화학공학소재연구정보센터
Journal of the American Chemical Society, Vol.119, No.43, 10278-10285, 1997
Conformational characterization of terminally blocked L-(alpha Me)Val homopeptides using vibrational and electronic circular dichroism. 3(10)-helical stabilization by peptide-peptide interaction
Vibrational and electronic circular dichroism (VCD and ECD) and Fourier transform infrared (FTIR) spectra of the homo-oligopeptide series Z-[L-(alpha Me)Val](n)-OtBu (n = 3-8) and selected Ac-[L-(alpha Med)Val](n)-OtBu oligomers (n = 4, 6, 8) are presented. This is the first VCD study of a complete homopeptide series formed exclusively by C-alpha-methylated amino acids. VCD spectra were measured for the oligomers in 2,2,2-trifluoroethanol (TFE) and CDCl3 over the amide I and amide II spectral regions (1750-1475 cm(-1)). These oligopeptides, irrespective of the N-terminal group, were found to indicate formation of at least a partially 3(10)-helical conformation for main-chain lengths as short as n = 4 and a fully developed 3(10)-helix by n = 6 at high peptide concentrations.
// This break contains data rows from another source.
//! Sequential script execution.

// ============================================================================
// Imports
// ============================================================================

use std::sync::atomic::{AtomicBool, Ordering};

use tokio::time::sleep;
use tracing::{Instrument, debug, info, info_span, warn};

use crate::action::Outcome;
use crate::client::Client;
use crate::error::{Error, Result};

use super::Script;

// ============================================================================
// ScriptRunner
// ============================================================================

/// Runs scripts against one client, one at a time.
///
/// # Example
///
/// ```no_run
/// use duplex_e2e::{Client, Script, ScriptRunner, ServerConfig};
///
/// # async fn example() -> duplex_e2e::Result<()> {
/// let client = Client::builder()
///     .server(ServerConfig::new("localhost", 3000))
///     .build()?;
/// let runner = ScriptRunner::new(client);
///
/// let script = Script::from_path("scripts/chat.json")?;
/// let outcomes = runner.run(&script).await?;
/// # Ok(())
/// # }
/// ```
#[derive(Debug)]
pub struct ScriptRunner {
    client: Client,
    running: AtomicBool,
}

impl ScriptRunner {
    /// Wraps a client.
    #[must_use]
    pub fn new(client: Client) -> Self {
        Self {
            client,
            running: AtomicBool::new(false),
        }
    }

    /// Returns the wrapped client.
    #[inline]
    #[must_use]
    pub fn client(&self) -> &Client {
        &self.client
    }

    /// Returns `true` while a script is executing.
    #[inline]
    #[must_use]
    pub fn is_running(&self) -> bool {
        self.running.load(Ordering::Acquire)
    }

    /// Runs every step in order and returns their outcomes.
    ///
    /// Each step waits out its delay, then dispatches its action; the next
    /// step starts only after the previous one finished. The first failing
    /// step aborts the script. Whatever the result, the session is cleared
    /// before returning.
    ///
    /// # Errors
    ///
    /// - [`Error::InvalidScript`] if the script has no name
    /// - [`Error::ScriptAlreadyRunning`] if another script is executing
    /// - The first step's error otherwise
    pub async fn run(&self, script: &Script) -> Result<Vec<Outcome>> {
        if script.name.trim().is_empty() {
            return Err(Error::invalid_script("script requires a non-empty name"));
        }
        let _guard = RunningGuard::acquire(&self.running)
            .ok_or_else(|| Error::script_already_running(&script.name))?;

        let span = info_span!("script", name = %script.name);
        let result = self.run_steps(script).instrument(span).await;
        self.client.clear();

        match &result {
            Ok(outcomes) => info!(script = %script.name, steps = outcomes.len(), "Script finished"),
            Err(e) => warn!(script = %script.name, error = %e, "Script aborted"),
        }
        result
    }

    async fn run_steps(&self, script: &Script) -> Result<Vec<Outcome>> {
        info!(steps = script.steps.len(), "Script started");
        let mut outcomes = Vec::with_capacity(script.steps.len());

        for (index, step) in script.steps.iter().enumerate() {
            if let Some(delay) = script.delay_for(step)
                && !delay.is_zero()
            {
                debug!(step = index, delay_ms = delay.as_millis(), "Delaying step");
                sleep(delay).await;
            }

            let outcome = self.client.dispatch(step.action.clone()).await?;
            outcomes.push(outcome);
        }
        Ok(outcomes)
    }
}

// ============================================================================
// RunningGuard
// ============================================================================

/// Holds the running flag; releases it on drop.
struct RunningGuard<'a> {
    flag: &'a AtomicBool,
}

impl<'a> RunningGuard<'a> {
    fn acquire(flag: &'a AtomicBool) -> Option<Self> {
        flag.compare_exchange(false, true, Ordering::AcqRel, Ordering::Acquire)
            .ok()
            .map(|_| Self { flag })
    }
}

impl Drop for RunningGuard<'_> {
    fn drop(&mut self) {
        self.flag.store(false, Ordering::Release);
    }
}

// ============================================================================
// Tests
// ============================================================================
//! Default [`HttpClient`] backed by `reqwest`.
//!
//! Redirects are followed by hand so the session jar sees every
//! `Set-Cookie` on the way and every hop carries the current cookies.
//!
//! | Status | Next hop |
//! |--------|----------|
//! | 301, 302, 303 | `GET` to `Location`, params dropped |
//! | 307, 308 | same method and params to `Location` |
//! | other | terminal |

// ============================================================================
// Imports
// ============================================================================

use async_trait::async_trait;
use reqwest::header::{ACCEPT, CONTENT_TYPE, COOKIE, LOCATION, SET_COOKIE};
use reqwest::redirect::Policy;
use tracing::{debug, trace};
use url::Url;

use crate::error::{Error, Result};
use crate::session::CookieJar;

use super::{HttpClient, HttpRequest, HttpResponse, Method};

// ============================================================================
// Constants
// ============================================================================

/// Maximum redirect hops before giving up.
const MAX_REDIRECTS: usize = 10;

/// `X-Requested-With` value marking an XHR.
const XHR_MARKER: &str = "XMLHttpRequest";

/// `Accept` sent with ajax requests.
const AJAX_ACCEPT: &str = "application/json, text/javascript, */*; q=0.01";

/// `Content-Type` of form bodies.
const FORM_CONTENT_TYPE: &str = "application/x-www-form-urlencoded";

// ============================================================================
// ReqwestHttpClient
// ============================================================================

/// HTTP client that shares its cookies with the session jar.
#[derive(Debug, Clone)]
pub struct ReqwestHttpClient {
    client: reqwest::Client,
}

impl ReqwestHttpClient {
    /// Creates a client with automatic redirects disabled.
    ///
    /// # Errors
    ///
    /// Returns [`Error::Http`] if the TLS backend fails to initialize.
    pub fn new() -> Result<Self> {
        let client = reqwest::Client::builder()
            .redirect(Policy::none())
            .build()?;
        Ok(Self { client })
    }

    async fn send_once(
        &self,
        method: Method,
        url: &Url,
        params: &[(String, String)],
        ajax: bool,
        jar: &CookieJar,
    ) -> Result<reqwest::Response> {
        let mut target = url.clone();
        let mut builder = if method.params_in_query() {
            if !params.is_empty() {
                target.query_pairs_mut().extend_pairs(params);
            }
            self.client.request(reqwest_method(method), target.as_str())
        } else {
            self.client
                .request(reqwest_method(method), target.as_str())
                .header(CONTENT_TYPE, FORM_CONTENT_TYPE)
                .body(encode_form(params))
        };

        if let Some(cookie) = jar.header_value() {
            builder = builder.header(COOKIE, cookie);
        }
        if ajax {
            builder = builder
                .header("X-Requested-With", XHR_MARKER)
                .header(ACCEPT, AJAX_ACCEPT);
        }

        trace!(%method, url = %target, "HTTP hop");
        Ok(builder.send().await?)
    }
}

#[async_trait]
impl HttpClient for ReqwestHttpClient {
    async fn request(&self, request: &HttpRequest, jar: &CookieJar) -> Result<HttpResponse> {
        let mut method = request.method;
        let mut url = request.url.clone();
        let mut params = request.params.clone();

        for _ in 0..=MAX_REDIRECTS {
            let response = self
                .send_once(method, &url, &params, request.ajax, jar)
                .await?;

            for header in response.headers().get_all(SET_COOKIE) {
                if let Ok(header) = header.to_str() {
                    jar.store_set_cookie(header);
                }
            }

            let status = response.status().as_u16();
            let location = response
                .headers()
                .get(LOCATION)
                .and_then(|value| value.to_str().ok())
                .map(str::to_string);

            match (status, location) {
                (301..=303, Some(location)) => {
                    url = url.join(&location)?;
                    method = Method::Get;
                    params.clear();
                    debug!(status, to = %url, "Following redirect");
                }
                (307 | 308, Some(location)) => {
                    url = url.join(&location)?;
                    debug!(status, to = %url, "Following redirect");
                }
                _ => {
                    let final_url = Url::parse(response.url().as_str())?;
                    let body = response.text().await?;
                    return Ok(HttpResponse {
                        status,
                        body,
                        url: final_url,
                    });
                }
            }
        }

        Err(Error::connection(format!(
            "more than {MAX_REDIRECTS} redirects from {}",
            request.url
        )))
    }
}

// ============================================================================
// Helpers
// ============================================================================

fn reqwest_method(method: Method) -> reqwest::Method {
    match method {
        Method::Get => reqwest::Method::GET,
        Method::Post => reqwest::Method::POST,
        Method::Put => reqwest::Method::PUT,
        Method::Patch => reqwest::Method::PATCH,
        Method::Delete => reqwest::Method::DELETE,
        Method::Head => reqwest::Method::HEAD,
    }
}

/// Encodes params as an `application/x-www-form-urlencoded` body.
fn encode_form(params: &[(String, String)]) -> String {
    params
        .iter()
        .map(|(name, value)| {
            format!(
                "{}={}",
                urlencoding::encode(name),
                urlencoding::encode(value)
            )
        })
        .collect::<Vec<_>>()
        .join("&")
}

// ============================================================================
// Tests
// ============================================================================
A 3(10)-helical conformation for the octamer is consistent with previous spectroscopic studies and crystallographic results. The ECD spectra were measured for the oligomer series in TFE and 1,1,1,3,3,3-hexafluoro-2-propanol (HFIP) over the 260-190 nm region. The ECD spectra, again for both N-alpha-blocking groups, indicate a helical structure for the octamer, a mixed ordered/unordered structure at n = 6, and a predominantly coil form for n = 4. The octamer ECD band shape and FTIR absorption maximum are concentration dependent. At higher concentrations, the ECD mimics that which has been associated with a 3(10)-helical conformation, while at lower concentrations the ECD is more typical of an a-helix. A study of the octamer in HFIP indicates a gradual transition from the 3(10)-like to alpha-helical-like ECD spectra with time. While indicating the need for further study, these data are the first evidence of the possibility of a 3(10)-helix to alpha-helix equilibrium shift induced by a change in peptide-peptide interactions, with aggregation favoring the 3(10)-helical form.